For the past several decades, transfusion practice has moved away from the use of whole blood to giving components (RBC, platelets, plasma, and cryoprecipitate) separately and sometimes in differential ratios. The change was driven by practical considerations: Using blood components individually reduced waste, increased storage times, and allowed a tailored approach to resuscitation.

However data in support of the change to component therapy was limited. More recently, concerns have emerged that such evidence as pertained had been extrapolated from elective surgery settings and might be less applicable – or even counterproductive – following major surgery or extensive trauma. It has been argued that guidelines failed to take into account acidosis and coagulopathy associated with haemorrhagic shock.

"In-hospital acute resuscitation in trauma has evolved toward early and balanced transfusion resuscitation with RBC and plasma being transfused in equal ratios," the authors said. However: "Being able to deliver this ratio in pre-hospital environments is a challenge."

In the UK, most pre-hospital services carry RBC and thawed plasma, but not platelets, due to storage requirements. The authors said that the leukocyte depletion process introduced in the 1990s to reduce the risk of variant CJD transmission via blood transfusion removes 80% of platelets in whole blood donations and, therefore, the remaining component contains red cells and plasma (RCP) in one bag.
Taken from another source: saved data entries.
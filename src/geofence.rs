//! Geofence evaluator (spec.md §4.B) and the persisted location policy file
//! (spec.md §6 "Location policy file").
//!
//! Grounded on `original_source/backend/geofence.py::Geofence.validate_location`
//! for the algorithm (great-circle distance to a circular region with a
//! GPS-accuracy buffer) and `location_settings.py` for the file-backed,
//! hot-reloadable policy. Distance math is a direct haversine implementation
//! since no geodesy crate is otherwise pulled into this stack.

use crate::domain::LocationPolicy;
use serde::{Deserialize, Serialize};
use std::path::{Path, PathBuf};
use tracing::{error, warn};

const EARTH_RADIUS_M: f64 = 6_371_000.0;
pub const DEFAULT_BUFFER_M: f64 = 50.0;

#[derive(Debug, Clone, PartialEq)]
pub struct GeoDecision {
    pub inside: bool,
    pub distance_m: u32,
    pub message: String,
}

/// Great-circle distance between two coordinates, in meters.
pub fn haversine_m(lat1: f64, lon1: f64, lat2: f64, lon2: f64) -> f64 {
    let (p1, p2) = (lat1.to_radians(), lat2.to_radians());
    let dphi = (lat2 - lat1).to_radians();
    let dlambda = (lon2 - lon1).to_radians();
    let a = (dphi / 2.0).sin().powi(2) + p1.cos() * p2.cos() * (dlambda / 2.0).sin().powi(2);
    let c = 2.0 * a.sqrt().atan2((1.0 - a).sqrt());
    EARTH_RADIUS_M * c
}

pub fn is_valid_coordinate(lat: f64, lon: f64) -> bool {
    (-90.0..=90.0).contains(&lat) && (-180.0..=180.0).contains(&lon)
}

/// Evaluate `(lat, lon)` against `policy` with a GPS-accuracy buffer.
/// Coordinates outside `[-90,90]x[-180,180]` fail with an `invalid` message
/// and `inside: false`. If the policy is disabled, everything is inside.
pub fn evaluate(policy: &LocationPolicy, lat: f64, lon: f64, buffer_m: f64) -> GeoDecision {
    if !is_valid_coordinate(lat, lon) {
        return GeoDecision {
            inside: false,
            distance_m: u32::MAX,
            message: "invalid coordinates".to_string(),
        };
    }
    if !policy.enabled {
        return GeoDecision {
            inside: true,
            distance_m: 0,
            message: "geofencing disabled".to_string(),
        };
    }
    let distance_m = haversine_m(lat, lon, policy.center_lat, policy.center_lon);
    let radius_m = policy.radius_km * 1000.0;
    let inside = distance_m <= radius_m + buffer_m;
    let message = if inside {
        format!("location verified ({:.1}m from {})", distance_m, policy.label)
    } else {
        format!(
            "location denied ({:.2}km from {}, outside {:.2}km radius)",
            distance_m / 1000.0,
            policy.label,
            policy.radius_km
        )
    };
    GeoDecision {
        inside,
        distance_m: distance_m.round() as u32,
        message,
    }
}

/// File-backed `LocationPolicy`, read fresh on every evaluation so the
/// policy can be hot-reconfigured without restart (spec.md §4.B).
pub struct LocationPolicyStore {
    path: PathBuf,
}

#[derive(Serialize, Deserialize)]
struct PolicyFile {
    label: String,
    latitude: f64,
    longitude: f64,
    radius_km: f64,
    enabled: bool,
}

impl From<&LocationPolicy> for PolicyFile {
    fn from(p: &LocationPolicy) -> Self {
        PolicyFile {
            label: p.label.clone(),
            latitude: p.center_lat,
            longitude: p.center_lon,
            radius_km: p.radius_km,
            enabled: p.enabled,
        }
    }
}

impl From<PolicyFile> for LocationPolicy {
    fn from(f: PolicyFile) -> Self {
        LocationPolicy {
            label: f.label,
            center_lat: f.latitude,
            center_lon: f.longitude,
            radius_km: f.radius_km,
            enabled: f.enabled,
        }
    }
}

impl LocationPolicyStore {
    pub fn new<P: AsRef<Path>>(path: P) -> Self {
        Self {
            path: path.as_ref().to_path_buf(),
        }
    }

    /// Tolerates a missing or unreadable file by returning defaults.
    pub fn load(&self) -> LocationPolicy {
        match std::fs::read_to_string(&self.path) {
            Ok(raw) => match serde_json::from_str::<PolicyFile>(&raw) {
                Ok(f) => f.into(),
                Err(e) => {
                    warn!(error=%e, path=%self.path.display(), "malformed location policy file, using defaults");
                    LocationPolicy::default()
                }
            },
            Err(_) => LocationPolicy::default(),
        }
    }

    /// Whole-file replace.
    pub fn save(&self, policy: &LocationPolicy) -> Result<(), std::io::Error> {
        let file = PolicyFile::from(policy);
        let raw = serde_json::to_string_pretty(&file).expect("LocationPolicy always serializes");
        if let Some(parent) = self.path.parent() {
            if !parent.as_os_str().is_empty() {
                std::fs::create_dir_all(parent)?;
            }
        }
        std::fs::write(&self.path, raw).map_err(|e| {
            error!(error=%e, path=%self.path.display(), "failed to persist location policy");
            e
        })
    }
}

#[cfg(test)]
mod tests {
    use super::*;

    fn campus() -> LocationPolicy {
        LocationPolicy {
            label: "Campus".into(),
            center_lat: 31.7768,
            center_lon: 77.0144,
            radius_km: 2.0,
            enabled: true,
        }
    }

    #[test]
    fn center_is_inside() {
        let d = evaluate(&campus(), 31.7768, 77.0144, DEFAULT_BUFFER_M);
        assert!(d.inside);
        assert_eq!(d.distance_m, 0);
    }

    #[test]
    fn far_point_is_outside() {
        let d = evaluate(&campus(), 0.0, 0.0, DEFAULT_BUFFER_M);
        assert!(!d.inside);
    }

    #[test]
    fn buffer_absorbs_small_overshoot() {
        // ~2.03 km from center: inside the 2km radius + 50m buffer.
        let d = evaluate(&campus(), 31.7768 + 0.018, 77.0144, DEFAULT_BUFFER_M);
        assert!(d.distance_m > 2000, "expected just past the bare radius");
        assert!(d.inside, "buffer should absorb the overshoot");
    }

    #[test]
    fn out_of_range_coordinate_is_invalid() {
        let d = evaluate(&campus(), 91.0, 0.0, DEFAULT_BUFFER_M);
        assert!(!d.inside);
        assert_eq!(d.message, "invalid coordinates");
    }

    #[test]
    fn disabled_policy_allows_everything() {
        let mut p = campus();
        p.enabled = false;
        let d = evaluate(&p, 0.0, 0.0, DEFAULT_BUFFER_M);
        assert!(d.inside);
    }

    #[test]
    fn symmetric_around_equator() {
        let p = LocationPolicy {
            label: "Eq".into(),
            center_lat: 0.0,
            center_lon: 0.0,
            radius_km: 500.0,
            enabled: true,
        };
        let north = haversine_m(10.0, 0.0, p.center_lat, p.center_lon);
        let south = haversine_m(-10.0, 0.0, p.center_lat, p.center_lon);
        assert!((north - south).abs() < 1.0);
    }

    #[test]
    fn triangle_inequality_holds() {
        let a = (31.77, 77.01);
        let b = (31.80, 77.05);
        let c = (31.90, 77.20);
        let ab = haversine_m(a.0, a.1, b.0, b.1);
        let bc = haversine_m(b.0, b.1, c.0, c.1);
        let ac = haversine_m(a.0, a.1, c.0, c.1);
        assert!(ac <= ab + bc + 1.0);
    }

    #[test]
    fn missing_file_returns_defaults() {
        let store = LocationPolicyStore::new("/tmp/does-not-exist-gatepass-policy.json");
        let p = store.load();
        assert_eq!(p.label, LocationPolicy::default().label);
    }
}
//! Process configuration (spec.md §2 component H). Gathered from the
//! environment at startup into one typed value, mirroring the teacher's
//! `std::env::var(...).ok().and_then(...).unwrap_or(...)` style but
//! collected once instead of scattered across call sites.

use std::time::Duration;

#[derive(Clone, Debug)]
pub struct Config {
    pub port: u16,
    /// Shared HMAC secret for the QR token codec (spec.md §4.A) and for
    /// signing bearer access tokens at the HTTP boundary.
    pub secret_key: Vec<u8>,
    /// Token time-to-live from approval to expiry (spec.md §3 invariant iv).
    pub pass_ttl: chrono::Duration,
    /// Access-token lifetime for `/auth/login`.
    pub access_token_ttl: Duration,
    /// GPS-accuracy buffer absorbed by the geofence evaluator (spec.md §4.B).
    pub geofence_buffer_m: f64,
    /// Path to the persisted location policy JSON file (spec.md §6).
    pub location_policy_path: String,
    /// Civil-date offset used for analytics bucketing (spec.md §4.F), default UTC+5:30.
    pub analytics_offset: chrono::FixedOffset,
    /// Wall-clock budget for fire-and-forget side effects (spec.md §5).
    pub side_effect_budget: Duration,
    /// How many recent records a new audit subscriber receives on connect.
    pub audit_backfill: usize,
}

fn env_var(key: &str, default: &str) -> String {
    std::env::var(key).unwrap_or_else(|_| default.to_string())
}

fn env_parse<T: std::str::FromStr>(key: &str, default: T) -> T {
    std::env::var(key)
        .ok()
        .and_then(|v| v.parse().ok())
        .unwrap_or(default)
}

impl Config {
    pub fn from_env() -> Self {
        let offset_minutes: i32 = env_parse("ANALYTICS_TZ_OFFSET_MINUTES", 330); // UTC+5:30
        Self {
            port: env_parse("PORT", 8080),
            secret_key: env_var(
                "GATEPASS_SECRET_KEY",
                "change-me-in-production-32-bytes!",
            )
            .into_bytes(),
            pass_ttl: chrono::Duration::minutes(env_parse("PASS_TTL_MINUTES", 15)),
            access_token_ttl: Duration::from_secs(env_parse("ACCESS_TOKEN_TTL_SECS", 12 * 3600)),
            geofence_buffer_m: env_parse("GEOFENCE_BUFFER_M", 50.0),
            location_policy_path: env_var("LOCATION_POLICY_PATH", "location_policy.json"),
            analytics_offset: chrono::FixedOffset::east_opt(offset_minutes * 60)
                .expect("offset within +-24h"),
            side_effect_budget: Duration::from_secs(env_parse("SIDE_EFFECT_BUDGET_SECS", 10)),
            audit_backfill: env_parse("AUDIT_BACKFILL", 10),
        }
    }
}
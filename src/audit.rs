//! Audit broadcaster (spec.md §4.F). Appends every scan to the store and
//! fans it out to subscribed dashboards over a push channel.
//!
//! Per the Design Note in spec.md §9 ("WebSocket subscriber set is cyclic
//! in the source... break the cycle by making the manager own handles in a
//! flat collection keyed by an integer subscription id; subscribers never
//! hold a back-reference"), subscribers are tracked in a flat
//! `DashMap<u64, mpsc::Sender<Envelope>>` — no subscriber struct ever
//! references the broadcaster back. This mirrors the teacher's
//! `DashMap`-keyed per-entity state (`clusters`, `rl_key`, `rl_geo`).

use crate::domain::{Direction, ScanLog, ScanResult};
use crate::store::{PassStore, ScanFilter};
use chrono::{DateTime, Datelike, FixedOffset, NaiveDate, TimeZone, Timelike, Utc};
use dashmap::DashMap;
use serde::Serialize;
use std::sync::atomic::{AtomicU64, Ordering};
use std::sync::Arc;
use tokio::sync::mpsc;
use tracing::warn;

#[derive(Serialize, Clone)]
#[serde(tag = "type")]
pub enum Envelope {
    #[serde(rename = "new_scan")]
    NewScan { data: ScanEnvelopeData },
    #[serde(rename = "initial")]
    Initial { data: Vec<ScanEnvelopeData> },
}

#[derive(Serialize, Clone)]
pub struct ScanEnvelopeData {
    pub id: u64,
    pub student_id: String,
    pub student_name: String,
    pub scan_type: String,
    pub result: String,
    pub detail: String,
    pub timestamp: DateTime<Utc>,
    pub emergency: bool,
}

const SUBSCRIBER_CHANNEL_CAPACITY: usize = 64;

pub struct AuditBroadcaster {
    store: Arc<dyn PassStore>,
    subscribers: DashMap<u64, mpsc::Sender<Envelope>>,
    next_sub_id: AtomicU64,
    backfill: usize,
}

impl AuditBroadcaster {
    pub fn new(store: Arc<dyn PassStore>, backfill: usize) -> Self {
        Self {
            store,
            subscribers: DashMap::new(),
            next_sub_id: AtomicU64::new(1),
            backfill,
        }
    }

    fn envelope_data(&self, scan: &ScanLog) -> ScanEnvelopeData {
        let subject = scan.subject_id.and_then(|id| self.store.get_principal(id));
        ScanEnvelopeData {
            id: scan.id,
            student_id: subject
                .as_ref()
                .and_then(|p| p.subject_code.clone())
                .unwrap_or_else(|| "Unknown".to_string()),
            student_name: subject.map(|p| p.name).unwrap_or_else(|| "Unknown".to_string()),
            scan_type: scan.direction.as_str().to_string(),
            result: scan.result.as_str().to_string(),
            detail: scan.detail.clone(),
            timestamp: scan.timestamp,
            emergency: scan.emergency,
        }
    }

    /// Append-then-fan-out. A send that fails (transport closed or the
    /// per-subscriber channel is full) removes that subscriber from the
    /// set; other subscribers are unaffected (spec.md §4.F / §8 property 8).
    pub fn publish(&self, scan: ScanLog) {
        let envelope = Envelope::NewScan {
            data: self.envelope_data(&scan),
        };
        let mut dead = Vec::new();
        for entry in self.subscribers.iter() {
            if entry.value().try_send(envelope.clone()).is_err() {
                dead.push(*entry.key());
            }
        }
        for id in dead {
            self.subscribers.remove(&id);
            warn!(subscriber_id = id, "audit subscriber dropped: send failed");
        }
    }

    /// Register a new subscriber; returns its id and a receiver to forward
    /// into the websocket. Immediately enqueues the most recent `backfill`
    /// records as an `initial` envelope.
    pub fn subscribe(&self) -> (u64, mpsc::Receiver<Envelope>) {
        let id = self.next_sub_id.fetch_add(1, Ordering::SeqCst);
        let (tx, rx) = mpsc::channel(SUBSCRIBER_CHANNEL_CAPACITY);
        let recent = self.store.recent_scans(self.backfill);
        let initial = Envelope::Initial {
            data: recent.iter().map(|s| self.envelope_data(s)).collect(),
        };
        let _ = tx.try_send(initial);
        self.subscribers.insert(id, tx);
        (id, rx)
    }

    pub fn unsubscribe(&self, id: u64) {
        self.subscribers.remove(&id);
    }

    pub fn subscriber_count(&self) -> usize {
        self.subscribers.len()
    }
}

// ---- Analytics (read-only projections over ScanLog, spec.md §4.F) ----

#[derive(Serialize)]
pub struct Statistics {
    pub total: u64,
    pub successful: u64,
    pub failed: u64,
    pub entries: u64,
    pub exits: u64,
    pub students_currently_on_campus: u64,
    pub success_rate: f64,
}

#[derive(Serialize)]
pub struct HourlyBucket {
    pub hour: u8,
    pub entries: u64,
    pub exits: u64,
}

#[derive(Serialize)]
pub struct DailyBucket {
    pub date: String,
    pub entries: u64,
    pub exits: u64,
}

#[derive(Serialize)]
pub struct TopActive {
    pub subject_code: String,
    pub name: String,
    pub scan_count: u64,
}

pub struct Analytics {
    store: Arc<dyn PassStore>,
    offset: FixedOffset,
}

impl Analytics {
    pub fn new(store: Arc<dyn PassStore>, offset: FixedOffset) -> Self {
        Self { store, offset }
    }

    fn civil_date(&self, ts: DateTime<Utc>) -> NaiveDate {
        ts.with_timezone(&self.offset).date_naive()
    }

    /// Start of `day` (00:00 in `self.offset`) expressed in UTC, used as the
    /// lower bound for queries scoped to one civil day rather than a
    /// lookback from the current instant.
    fn civil_day_start_utc(&self, day: NaiveDate) -> DateTime<Utc> {
        let local_midnight = day.and_hms_opt(0, 0, 0).expect("midnight is a valid time");
        self.offset
            .from_local_datetime(&local_midnight)
            .single()
            .expect("fixed offset has no DST ambiguity")
            .with_timezone(&Utc)
    }

    pub fn recent(&self, limit: usize, offset: usize) -> Vec<ScanLog> {
        self.store.query_scans(&ScanFilter::default(), limit, offset)
    }

    pub fn statistics(&self, days: i64) -> Statistics {
        let since = Utc::now() - chrono::Duration::days(days);
        let scans = self.store.all_scans_since(since);
        let total = scans.len() as u64;
        let successful = scans.iter().filter(|s| s.result == ScanResult::Success).count() as u64;
        let entries = scans.iter().filter(|s| s.direction == Direction::Entry).count() as u64;
        let exits = scans.iter().filter(|s| s.direction == Direction::Exit).count() as u64;

        let today = self.civil_date(Utc::now());
        let today_entries = scans
            .iter()
            .filter(|s| {
                s.result == ScanResult::Success
                    && s.direction == Direction::Entry
                    && self.civil_date(s.timestamp) == today
            })
            .count() as i64;
        let today_exits = scans
            .iter()
            .filter(|s| {
                s.result == ScanResult::Success
                    && s.direction == Direction::Exit
                    && self.civil_date(s.timestamp) == today
            })
            .count() as i64;
        let students_currently_on_campus = (today_entries - today_exits).max(0) as u64;

        Statistics {
            total,
            successful,
            failed: total - successful,
            entries,
            exits,
            students_currently_on_campus,
            success_rate: if total > 0 {
                (successful as f64 / total as f64) * 100.0
            } else {
                0.0
            },
        }
    }

    pub fn hourly(&self, day: NaiveDate) -> Vec<HourlyBucket> {
        let since = self.civil_day_start_utc(day);
        let scans = self.store.all_scans_since(since);
        let mut buckets: Vec<HourlyBucket> = (0..24)
            .map(|hour| HourlyBucket {
                hour,
                entries: 0,
                exits: 0,
            })
            .collect();
        for scan in scans
            .iter()
            .filter(|s| s.result == ScanResult::Success && self.civil_date(s.timestamp) == day)
        {
            let hour = scan.timestamp.with_timezone(&self.offset).hour() as usize;
            match scan.direction {
                Direction::Entry => buckets[hour].entries += 1,
                Direction::Exit => buckets[hour].exits += 1,
            }
        }
        buckets
    }

    pub fn daily(&self, days: i64) -> Vec<DailyBucket> {
        let since = Utc::now() - chrono::Duration::days(days);
        let scans = self.store.all_scans_since(since);
        let today = self.civil_date(Utc::now());
        let mut out: Vec<DailyBucket> = (0..days)
            .map(|i| {
                let date = today - chrono::Duration::days(days - 1 - i);
                DailyBucket {
                    date: date.format("%Y-%m-%d").to_string(),
                    entries: 0,
                    exits: 0,
                }
            })
            .collect();
        for scan in scans.iter().filter(|s| s.result == ScanResult::Success) {
            let date = self.civil_date(scan.timestamp);
            let date_str = date.format("%Y-%m-%d").to_string();
            if let Some(bucket) = out.iter_mut().find(|b| b.date == date_str) {
                match scan.direction {
                    Direction::Entry => bucket.entries += 1,
                    Direction::Exit => bucket.exits += 1,
                }
            }
        }
        out
    }

    pub fn top_active(&self, days: i64, limit: usize) -> Vec<TopActive> {
        let since = Utc::now() - chrono::Duration::days(days);
        let scans = self.store.all_scans_since(since);
        let mut counts: std::collections::HashMap<u64, u64> = std::collections::HashMap::new();
        for scan in &scans {
            if let Some(id) = scan.subject_id {
                *counts.entry(id).or_insert(0) += 1;
            }
        }
        let mut ranked: Vec<(u64, u64)> = counts.into_iter().collect();
        ranked.sort_by(|a, b| b.1.cmp(&a.1));
        ranked.truncate(limit);
        ranked
            .into_iter()
            .filter_map(|(id, count)| {
                self.store.get_principal(id).map(|p| TopActive {
                    subject_code: p.subject_code.unwrap_or_default(),
                    name: p.name,
                    scan_count: count,
                })
            })
            .collect()
    }

    pub fn search(&self, filter: &ScanFilter, limit: usize) -> Vec<ScanLog> {
        self.store.query_scans(filter, limit, 0)
    }
}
However, while the pre-hospital use of RCP in traumatic haemorrhage "may offer logistical and clinical benefits" compared with the use of separate blood components, this has not been evaluated before.

Facilitating Early Pre-Hospital Treatment

They reasoned that a combined component, such as leukocyte-depleted RCP, could facilitate early pre-hospital resuscitation, whilst also improving logistics for the treatment team. However, there was limited evidence on the clinical benefits of RCP. Hence, their study to compare pre-hospital transfusion of combined RCP versus RBC alone or RBC and plasma separately on mortality in trauma bleeding patients.

They collected data prospectively on patients in the study and also performed a retrospective comparison using data from patients who were transfused with RBC from 2015 to 2018.

Of the total 909 patients, 223 received RBC alone, 392 RBC plus plasma separately, and 295 the combined RBC plus plasma product.

Both RCP and the separate RBC + plasma were associated with lower odds of death at 24 hours, compared with RBC alone, with adjusted odds ratio of 0.69 (95%CI: 0.52 to 0.92) and 0.60 (95%CI: 0.32 to 1.13), respectively.

After adjusting for type of injury, age and pre-hospital observational markers, these odds were driven by penetrating injury – odds ratio 0.22 (95%CI: 0.10 to 0.53) and 0.39 (95%CI: 0.20 to 0.76), respectively for RCP and RBC + plasma. There was no association with 30-day survival.

The authors concluded that pre-hospital plasma transfusion for penetrating injury was associated with lower odds of death at 24 hours compared with RBC alone.

They pointed out that in pre-hospital environments, the logistics of delivering several blood components "could be challenging", as this would necessitate carrying additional blood storage boxes and require several bags to be administered to patients (who may not have enough intravenous access), thus increasing the complexity of resuscitation and delaying patient transfer to hospital.

The authors said that larger trials were needed to confirm their findings.

The study was funded jointly by the London Air Ambulance charity, the Barts and the London Charity, and NHSBT. LG, RC, and SS are employees of NHSBT and reported obtaining research funds for multiple clinical studies, but they report no direct relevant financial disclosures. All other authors declare no conflicts of interest.